Au-delà de la simple réglementation, ce décret marque une étape importante dans la défense des intérêts nationaux. Désormais, toute activité liée à l’Iboga sera soumise à une autorisation préalable du ministre chargé de la Culture, sur avis d’une commission technique interministérielle. L’objectif est clair : éviter les usages non contrôlés, lutter contre l’appropriation abusive des connaissances traditionnelles et garantir que l’exploitation de cette ressource unique profite d’abord au pays et à ses communautés détentrices des savoirs.
Le texte prévoit également un mécanisme de partage juste et équitable des avantages entre l’État et les communautés autochtones et locales. Cette disposition est particulièrement importante, car elle reconnaît enfin la contribution historique de ces populations à la préservation des connaissances liées à l’Iboga. Elle ouvre la voie à une meilleure protection des droits culturels, à une meilleure rémunération des savoirs traditionnels et à une valorisation plus juste du patrimoine immatériel gabonais.

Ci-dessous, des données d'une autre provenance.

//! Logistic admit curve used after a detected rate spike.
//!
//! `p(t) = 1 / (1 + excess * exp(-decay * t))` where `t` is the time elapsed
//! since the spike. At `t = 0` the probability dips to `1 / (1 + excess)` and
//! it climbs back toward 1 as `t` grows.

use serde::{Deserialize, Serialize};

/// Admit probability `elapsed` time units after a spike of size `excess`.
///
/// A non-positive `excess` means there is nothing to recover from and yields
/// exactly 1. NaN inputs propagate.
pub fn admit_probability(excess: f64, decay: f64, elapsed: f64) -> f64 {
    if excess.is_nan() || decay.is_nan() || elapsed.is_nan() {
        return f64::NAN;
    }
    if excess <= 0.0 {
        return 1.0;
    }
    1.0 / (1.0 + excess * (-decay * elapsed).exp())
}

/// Elapsed time after which [`admit_probability`] reaches `target`.
///
/// Returns 0 when the curve already starts at or above `target`, and
/// infinity when `target >= 1` (the curve only approaches 1).
pub fn elapsed_to_reach(excess: f64, decay: f64, target: f64) -> f64 {
    if excess.is_nan() || decay.is_nan() || target.is_nan() || decay <= 0.0 || target <= 0.0 {
        return f64::NAN;
    }
    if target >= 1.0 {
        return f64::INFINITY;
    }
    if excess <= 0.0 {
        return 0.0;
    }
    // 1 / (1 + e * exp(-k t)) = p  <=>  t = ln(e * p / (1 - p)) / k
    let t = (excess * target / (1.0 - target)).ln() / decay;
    t.max(0.0)
}

/// Recovery curve left behind by the most recent spike.
#[derive(Debug, Clone, Copy, PartialEq, Default, Serialize, Deserialize)]
pub struct AdmitCurve {
    /// Overshoot above baseline at the spike (`ratio - 1`).
    pub excess: f64,
    /// Decay constant per time unit.
    pub decay: f64,
}

impl AdmitCurve {
    pub fn new(excess: f64, decay: f64) -> Self {
        Self { excess, decay }
    }

    /// Probability `elapsed` time units after the spike.
    pub fn at(&self, elapsed: f64) -> f64 {
        admit_probability(self.excess, self.decay, elapsed)
    }

    /// Time until the curve reaches `target`.
    pub fn time_to(&self, target: f64) -> f64 {
        elapsed_to_reach(self.excess, self.decay, target)
    }

    /// Lowest point of the curve, reached at the spike itself.
    pub fn floor(&self) -> f64 {
        self.at(0.0)
    }
}

#[cfg(test)]
mod tests {
    use super::*;

    fn approx_eq(a: f64, b: f64, tol: f64) -> bool {
        if a.is_nan() || b.is_nan() {
            return false;
        }
        (a - b).abs() <= tol
    }

    #[test]
    fn no_excess_is_certain_admit() {
        assert_eq!(admit_probability(0.0, 1e-5, 0.0), 1.0);
        assert_eq!(admit_probability(0.0, 1e-5, 1e9), 1.0);
    }

    #[test]
    fn dip_at_spike() {
        let p = admit_probability(1.5, 1e-5, 0.0);
        assert!(approx_eq(p, 1.0 / 2.5, 1e-15));
    }

    #[test]
    fn recovers_toward_one() {
        let early = admit_probability(1.5, 1e-5, 1_000.0);
        let late = admit_probability(1.5, 1e-5, 1_000_000.0);
        let later = admit_probability(1.5, 1e-5, 2_000_000.0);
        assert!(early < late);
        assert!(late < later);
        // 1 / (1 + 1.5 * e^-10) and 1 / (1 + 1.5 * e^-20)
        assert!(late > 0.9999 && late < 0.99995);
        assert!(later > 0.999999);
        assert!(late <= 1.0);
    }

    #[test]
    fn nan_propagates() {
        assert!(admit_probability(f64::NAN, 1e-5, 1.0).is_nan());
        assert!(admit_probability(1.0, 1e-5, f64::NAN).is_nan());
    }

    #[test]
    fn time_to_inverts_curve() {
        let curve = AdmitCurve::new(1.2, 1e-5);
        let t = curve.time_to(0.9);
        assert!(approx_eq(curve.at(t), 0.9, 1e-12));
    }

    #[test]
    fn time_to_edge_cases() {
        let curve = AdmitCurve::new(1.2, 1e-5);
        assert_eq!(curve.time_to(0.1), 0.0);
        assert!(curve.time_to(1.0).is_infinite());
        assert_eq!(AdmitCurve::new(0.0, 1e-5).time_to(0.9), 0.0);
        assert!(AdmitCurve::new(1.0, 0.0).time_to(0.9).is_nan());
    }

    #[test]
    fn floor_matches_dip() {
        let curve = AdmitCurve::new(3.0, 1e-5);
        assert!(approx_eq(curve.floor(), 0.25, 1e-15));
    }
}
//! Event timestamps and the per-event observation record.
//!
//! An [`Observation`] is everything a results sink receives for one event:
//! the rate ratio, whether it crossed the spike threshold, and the admit
//! probability in effect after the event.

use serde::{Deserialize, Serialize};

/// Integer time coordinate of one observed event.
///
/// Units are whatever the traffic source uses (ticks, milliseconds, ...);
/// the detector only requires successive values to strictly increase.
pub type Timestamp = u64;

/// Detector output for a single event.
#[derive(Debug, Clone, Copy, PartialEq, Serialize, Deserialize)]
pub struct Observation {
    /// Timestamp of the event that produced this observation.
    pub timestamp: Timestamp,

    /// Instantaneous rate divided by the smoothed baseline rate.
    pub ratio: f64,

    /// Whether `ratio` exceeded the configured threshold.
    pub is_spike: bool,

    /// Probability with which downstream work should be admitted.
    pub admit_probability: f64,

    /// False while the history window still reaches back to the origin.
    pub warm: bool,
}

impl Observation {
    /// Gate decision for a caller-supplied uniform draw in `[0, 1)`.
    pub fn admit(&self, draw: f64) -> bool {
        draw < self.admit_probability
    }

    /// Serialize as a single JSON line (no trailing newline).
    pub fn to_jsonl(&self) -> String {
        serde_json::to_string(self).unwrap_or_else(|_| {
            format!(
                r#"{{"timestamp":{},"error":"serialization_failed"}}"#,
                self.timestamp
            )
        })
    }
}
//! Exit codes for the sg-core CLI.
//!
//! Scripts can branch on the code without parsing output.
//!
//! Exit code ranges:
//! - 0-1: Replay outcomes
//! - 10-19: Caller errors (bad arguments, configuration, or input)
//! - 20-29: Internal and I/O errors

use sg_common::{Error, ErrorCategory};

/// Exit codes for sg-core commands.
#[derive(Debug, Clone, Copy, PartialEq, Eq)]
#[repr(i32)]
pub enum ExitCode {
    /// Command completed; no spikes seen
    Clean = 0,

    /// Replay completed and at least one spike was detected
    SpikesDetected = 1,

    /// Invalid arguments
    ArgsError = 10,

    /// Input stream is malformed or out of order
    InputError = 11,

    /// Configuration file or values rejected
    ConfigError = 12,

    /// Internal error (bug - please report)
    InternalError = 20,

    /// I/O error
    IoError = 21,
}

impl ExitCode {
    pub fn as_i32(self) -> i32 {
        self as i32
    }

    /// Codes 0 and 1 both mean the command ran to completion.
    pub fn is_success(self) -> bool {
        matches!(self, ExitCode::Clean | ExitCode::SpikesDetected)
    }

    /// Fixable by the caller (codes 10-19).
    pub fn is_user_error(self) -> bool {
        (10..20).contains(&self.as_i32())
    }

    pub fn is_error(self) -> bool {
        self.as_i32() >= 10
    }

    /// Stable name for JSON output.
    pub fn code_name(&self) -> &'static str {
        match self {
            ExitCode::Clean => "OK_CLEAN",
            ExitCode::SpikesDetected => "OK_SPIKES",
            ExitCode::ArgsError => "ERR_ARGS",
            ExitCode::InputError => "ERR_INPUT",
            ExitCode::ConfigError => "ERR_CONFIG",
            ExitCode::InternalError => "ERR_INTERNAL",
            ExitCode::IoError => "ERR_IO",
        }
    }

    /// Exit code for a library error.
    pub fn for_error(err: &Error) -> Self {
        match err.category() {
            ErrorCategory::Config => ExitCode::ConfigError,
            ErrorCategory::Input => ExitCode::InputError,
            ErrorCategory::Numeric => ExitCode::InternalError,
            ErrorCategory::Io => match err {
                Error::Io(_) => ExitCode::IoError,
                _ => ExitCode::InternalError,
            },
        }
    }
}

impl From<ExitCode> for i32 {
    fn from(code: ExitCode) -> Self {
        code as i32
    }
}

impl std::fmt::Display for ExitCode {
    fn fmt(&self, f: &mut std::fmt::Formatter<'_>) -> std::fmt::Result {
        write!(f, "{} ({})", self.code_name(), self.as_i32())
    }
}
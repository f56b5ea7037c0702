//! Fuzz target for the line-oriented replay reader.

#![no_main]

use libfuzzer_sys::fuzz_target;
use sg_core::{replay, Detector, VecSink};

fuzz_target!(|data: &[u8]| {
    let Ok(mut detector) = Detector::new(16, 2.0, 1e-5) else {
        return;
    };
    let mut sink = VecSink::new();
    if let Ok(summary) = replay(data, &mut detector, &mut sink) {
        assert_eq!(summary.events as usize, sink.observations().len());
    }
});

Autre innovation majeure, le projet de décret encadre les demandes de brevets portant sur l’Iboga et ses dérivés, dans le but de prévenir toute captation extérieure de cette ressource stratégique. En créant un Fonds souverain de l’Iboga, le gouvernement entend aussi financer la recherche scientifique nationale, soutenir la structuration de la filière et promouvoir la valorisation culturelle et économique de cette plante emblématique du Gabon.
À terme, ce texte pourrait positionner le Gabon comme un acteur central dans la gouvernance mondiale des ressources génétiques et des savoirs traditionnels. Il offre surtout au pays l’opportunité de transformer un patrimoine ancestral en moteur de développement durable, de souveraineté économique et de rayonnement international.